Millennials get a bad rap. We’re often derided as entitled, self-centered babies in adult bodies, but the truth is, or at least what we’ve discovered, is that we are one of the most socially conscious generations to date and we’re taking to social media to speak out for what we think is right.

Since the rise of fast fashion, stores like Lulus, ZARA, H&M, and Forever21 have been dominating the mass market with new, trendy designs for less than the cost of lunch. With new styles released each week, fast fashion has become single-handedly responsible for the rise of “disposable clothing” and the increasing problem of textile waste in this country. That, combined with the all too common issues surrounding fast fashion, including slave labor, unsafe working conditions, and toxic waste surrounding textile mills and factories, the fashion industry is one of the most resource intensive and polluting industries on the planet. What once made fast fashion so awesome for so many of us is also now what makes them so uncool— manufacturing cheap, knock-off versions of designer styles before they’re even off the runway. While this has been the norm for some time, these corporations have now taken to coping the designs of small, independent designers as well.

We like to say that our company, HFS Collective, is on a mission to liberate women from their baggage. We create hands-free bags using only sustainable materials and pride ourselves on ethical and local manufacturing which ensures that each person that makes our bags is paid a fair, living wage in healthy and safe working conditions. This is why we were recently devastated to discover a clone of one of our most popular belt bags pop up on a major fast fashion retail site in three colors.

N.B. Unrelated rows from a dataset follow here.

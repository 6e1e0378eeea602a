use axum::{
    async_trait,
    extract::FromRequestParts,
    http::{request::Parts, StatusCode},
    response::{IntoResponse, Response},
};
use axum_extra::{
    headers::{authorization::Bearer, Authorization},
    TypedHeader,
};
use std::sync::Arc;

use super::{AppRole, AuthContext};
use crate::app::AppState;
use crate::error::{ApiError, ErrorResponse};

/// Extractor that requires a valid Supabase access token
///
/// ```ignore
/// async fn my_simulations(auth: RequireAuth) -> impl IntoResponse {
///     format!("Hello, user {}", auth.user_id)
/// }
/// ```
#[derive(Debug, Clone)]
pub struct RequireAuth(pub AuthContext);

impl std::ops::Deref for RequireAuth {
    type Target = AuthContext;

    fn deref(&self) -> &Self::Target {
        &self.0
    }
}

/// Anonymous callers pass through as `None`; a present but invalid token is still rejected.
#[derive(Debug, Clone)]
pub struct MaybeAuth(pub Option<AuthContext>);

impl MaybeAuth {
    pub fn user_id(&self) -> Option<uuid::Uuid> {
        self.0.as_ref().map(|ctx| ctx.user_id)
    }
}

/// Authenticated caller holding the `admin` role in `user_roles`
#[derive(Debug, Clone)]
pub struct RequireAdmin(pub AuthContext);

impl std::ops::Deref for RequireAdmin {
    type Target = AuthContext;

    fn deref(&self) -> &Self::Target {
        &self.0
    }
}

#[derive(Debug)]
pub enum AuthError {
    MissingToken,
    InvalidFormat,
    InvalidToken(String),
}

impl IntoResponse for AuthError {
    fn into_response(self) -> Response {
        let message = match &self {
            AuthError::MissingToken => "Missing authorization token",
            AuthError::InvalidFormat => "Invalid authorization format",
            AuthError::InvalidToken(reason) => {
                tracing::debug!(reason = %reason, "Rejected token");
                "Invalid or expired token"
            }
        };

        ErrorResponse {
            code: "UNAUTHORIZED".to_string(),
            message: message.to_string(),
            request_id: None,
            errors: None,
        }
        .into_response_with(StatusCode::UNAUTHORIZED)
    }
}

/// Bearer token from the request, `None` when the header is absent
async fn bearer_token(parts: &mut Parts, state: &Arc<AppState>) -> Result<Option<String>, AuthError> {
    match TypedHeader::<Authorization<Bearer>>::from_request_parts(parts, state).await {
        Ok(TypedHeader(Authorization(bearer))) => {
            let token = bearer.token().trim();
            if token.is_empty() {
                return Err(AuthError::MissingToken);
            }
            Ok(Some(token.to_string()))
        }
        Err(rejection) if rejection.is_missing() => Ok(None),
        Err(_) => Err(AuthError::InvalidFormat),
    }
}

async fn authenticate(token: &str, state: &AppState) -> Result<AuthContext, AuthError> {
    let claims = state.verifier.verify(token).await.map_err(|e| {
        tracing::warn!(error = %e, "JWT verification failed");
        AuthError::InvalidToken(e.to_string())
    })?;

    AuthContext::from_claims(&claims).map_err(|e| {
        tracing::warn!(error = %e, "Failed to build auth context");
        AuthError::InvalidToken(e.to_string())
    })
}

#[async_trait]
impl FromRequestParts<Arc<AppState>> for RequireAuth {
    type Rejection = AuthError;

    async fn from_request_parts(
        parts: &mut Parts,
        state: &Arc<AppState>,
    ) -> Result<Self, Self::Rejection> {
        let token = bearer_token(parts, state)
            .await?
            .ok_or(AuthError::MissingToken)?;

        Ok(RequireAuth(authenticate(&token, state).await?))
    }
}

#[async_trait]
impl FromRequestParts<Arc<AppState>> for MaybeAuth {
    type Rejection = AuthError;

    async fn from_request_parts(
        parts: &mut Parts,
        state: &Arc<AppState>,
    ) -> Result<Self, Self::Rejection> {
        match bearer_token(parts, state).await? {
            Some(token) => Ok(MaybeAuth(Some(authenticate(&token, state).await?))),
            None => Ok(MaybeAuth(None)),
        }
    }
}

#[async_trait]
impl FromRequestParts<Arc<AppState>> for RequireAdmin {
    type Rejection = Response;

    async fn from_request_parts(
        parts: &mut Parts,
        state: &Arc<AppState>,
    ) -> Result<Self, Self::Rejection> {
        let RequireAuth(context) = RequireAuth::from_request_parts(parts, state)
            .await
            .map_err(IntoResponse::into_response)?;

        let is_admin = state
            .storage
            .has_role(context.user_id, AppRole::Admin)
            .await
            .map_err(|e| ApiError::from(e).into_response())?;

        if !is_admin {
            tracing::warn!(user_id = %context.user_id, "Admin route refused");
            return Err(ApiError::forbidden("Accès réservé aux administrateurs").into_response());
        }

        Ok(RequireAdmin(context))
    }
}
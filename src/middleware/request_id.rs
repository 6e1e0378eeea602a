//! Request ID propagation for log correlation

use axum::{
    extract::Request,
    http::{HeaderMap, HeaderName},
    middleware::Next,
    response::Response,
};
use tower_http::request_id::{MakeRequestUuid, PropagateRequestIdLayer, SetRequestIdLayer};

use crate::error::ErrorResponse;

pub const X_REQUEST_ID: &str = "x-request-id";

/// Layers that assign a UUID v4 request ID when the caller sent none,
/// and echo it back on the response.
pub fn request_id_layer() -> (SetRequestIdLayer<MakeRequestUuid>, PropagateRequestIdLayer) {
    let header_name = HeaderName::from_static(X_REQUEST_ID);

    (
        SetRequestIdLayer::new(header_name.clone(), MakeRequestUuid),
        PropagateRequestIdLayer::new(header_name),
    )
}

pub trait RequestIdExt {
    fn request_id(&self) -> Option<&str>;
}

impl RequestIdExt for HeaderMap {
    fn request_id(&self) -> Option<&str> {
        self.get(X_REQUEST_ID)?.to_str().ok()
    }
}

/// Copy the request ID into JSON error bodies
pub async fn stamp_error_request_id(request: Request, next: Next) -> Response {
    let request_id = request.headers().request_id().map(str::to_owned);
    let mut response = next.run(request).await;

    let Some(body) = response.extensions_mut().remove::<ErrorResponse>() else {
        return response;
    };
    match request_id {
        Some(id) => ErrorResponse {
            request_id: Some(id),
            ..body
        }
        .into_response_with(response.status()),
        None => response,
    }
}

As a small independent designer, all of our bags are our original designs that have taken us many months to perfect. We design each style, wear the prototype around for several weeks, noting what works, what doesn’t and create several versions before a final one is sent into production. Our greatest challenge is finding materials that are both beautiful and sustainable. To see cheap knock-offs of them on a fast fashion site after so many months of development was heartbreaking. The worst part, however, was the fact that these knock-offs were being sold at a full retail price tag of $24, which is less than the cost of our American labor alone.

This felt like a punch in the gut especially because we realized that there wasn’t really much we could do about it. The current law is not written to favor designers.  According to Susan Scafidi, founder of the Fashion Law Institute at Fordham University, the three types of legal protection available to designers are copyright, trademarks and patents. While designers can often protect things like illustrations, jewelry and prints under copyright, anything considered “functional” is excluded and unfortunately, this includes the majority of fashion design. As Scafidi puts it in an interview with, “for 100 years in the U.S., the copyright office has said fashion is functional.” Trademarks, on the other hand, work to protect a brand name, as well as certain symbols and logos associated with it and only as long as they’ve registered them under protection as a trademark. Lastly, patents are reserved for inventions that serve a function. Many designers are now trying their hand at securing design patents, however these can run anywhere between $1500- $3000 per style, so it’s easy to understand why such an investment might not be feasible for a small brand.

Even if we had gone through the time-consuming and expensive process of applying for a design patent, it takes about a year to acquire one, long after the fast fashion brands would be done with our design, as they cycle through new styles each week. Even with a patent, we would still have to hire an attorney and sue them, which would be another expensive proposition. 

Feeling pretty helpless, we reached out to a few of our “maker” friends for advice and were surprised to learn that this same thing has also happened to several of them. Unfortunately, they all seemed to agree that the options for recourse were slim to none. It appears that mass market retailers are now realizing it’s easier to copy the designs of small independent brands than larger ones, as small brands have fewer financial resources for recourse in addition to less visibility, so they’re less likely to be called out on it. According to Scafidi, “there are companies that are absolutely predatory searching for smaller brands, especially because smaller brands have comparatively less effective trademark protection.” 

Our friends did, however, suggest we share the story with our online community because they were the only ones who had the power to help. As we’re not normally ones to cause a fuss, this was was a bit scary for us — like the moment of truth, wondering if anyone would actually care. Hello, anyone?! What happened next completely blew our minds and in truth, made us cry. Our community was extremely supportive of us personally and also put tremendous pressure on the retailer to rethink their decision, commenting on its Facebook page and Instagram photos, as well as posting Instagram stories and tagging them so much so that the company not only took notice, but ended up pulling the knock-offs from their site as well.

Interestingly enough, we are not the only small brand who took to social media instead of a lawsuit and won out in the end. Other brands like TuesdayBassen and ForestBound are among many others who found justice this way and had their designs pulled from the sites.

I guess there are many lessons to be learned here. Even though I’m a millennial myself, I learned from my peers that it’s okay to stand up for what you believe in; to not be tricked into thinking you can’t change something that seems bigger than you; to not be fooled into thinking you have no power when you’re up against big corporations. Your most powerful asset is your voice and the good thing about social media is that it’s a tool you can use to express yourself and speak up for what you think is right. I guess that is the power of millennials at their best.